Clark-Herrera encouraged the students to follow the example of the people who had opened doors for them.

"You also need to look back and see who's coming behind you and open the pathway so that they can walk behind you," he said.

"Maybe it's talking with younger students about your college experience next year – to a junior or a sophomore at the East Palo Alto Academy," he continued. "Maybe it's teaching kids in your neighborhoods how to resolve conflicts without violence. Maybe it's just practicing and pursuing for yourself personal excellence, because in that way you serve as a role model for people behind you."

Stanford and East Palo Alto Academy

In an interview before the graduation ceremony, Stanford Education Professor Linda Darling-Hammond said that when the Ravenswood City School District asked Stanford to establish the high school in 2001, the district was busing students to other schools, and less than 40 percent of them were earning high school diplomas.

The academy, whose student population is 76 percent Latino, 13 percent African American and 10 percent Pacific Islander, now awards diplomas to 90 percent of its students.

Students in the academy's Class of 2013 have been admitted to nearly three dozen colleges and universities.

Darling-Hammond said all of Stanford University has a relationship with the academy, through the nonprofit Stanford Schools Corporation.

"We send student teachers from our Stanford Teacher Education Program to the academy, and faculty in the Graduate School of Education have been involved in developing its curriculum in English, math, history and science," she said.
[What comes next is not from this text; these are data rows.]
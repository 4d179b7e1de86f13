//! Application ports (traits) for external dependencies.
//!
//! ## Port Types
//!
//! - **Driven (Output) Ports**: called by the application, implemented by
//!   `metaval-adapters`
//!   - `MetaSource`: rule metadata storage/retrieval
//!
//! The subject under validation is a domain port
//! ([`Subject`](crate::domain::Subject)) because the validator itself
//! consumes it.

pub mod output;

pub use output::MetaSource;

#[cfg(test)]
pub use output::MockMetaSource;
//! Subjects backed by JSON documents, and the uniqueness index they can
//! consult.

mod json;
mod unique_index;

pub use json::JsonSubject;
pub use unique_index::InMemoryUniqueIndex;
"Seniors at the academy come to Stanford once a week for a hands-on physics lab. The Institute for Diversity in the Arts recently sponsored a spoken word performance by academy students on campus. Stanford Hospital & Clinics sends a health van to the academy every two weeks, and an adolescent psychiatrist at Lucile Packard Children's Hospital oversees mental health services at the academy."

Darling-Hammond said nearly all of the 40 graduating seniors will be the first in their families to attend college. Two-thirds of their parents never graduated from high school and fewer than 10 percent attended college.

At the end of the hour-and-a-half ceremony, after each graduate had crossed the stage, received a diploma and posed for individual photograph with his or her adviser, it was left to Darling-Hammond to give the final speech.

"On behalf of the Stanford faculty and the faculty at East Palo Alto Academy, I want to offer our congratulations, our love and our pride in all that you have accomplished," she said. "Now I would like to ask the Class of 2013 to stand up and face the audience. Move your tassel from right to left as a symbol that you are now a high school graduate."

Kathleen J. Sullivan is a writer for Stanford News Service.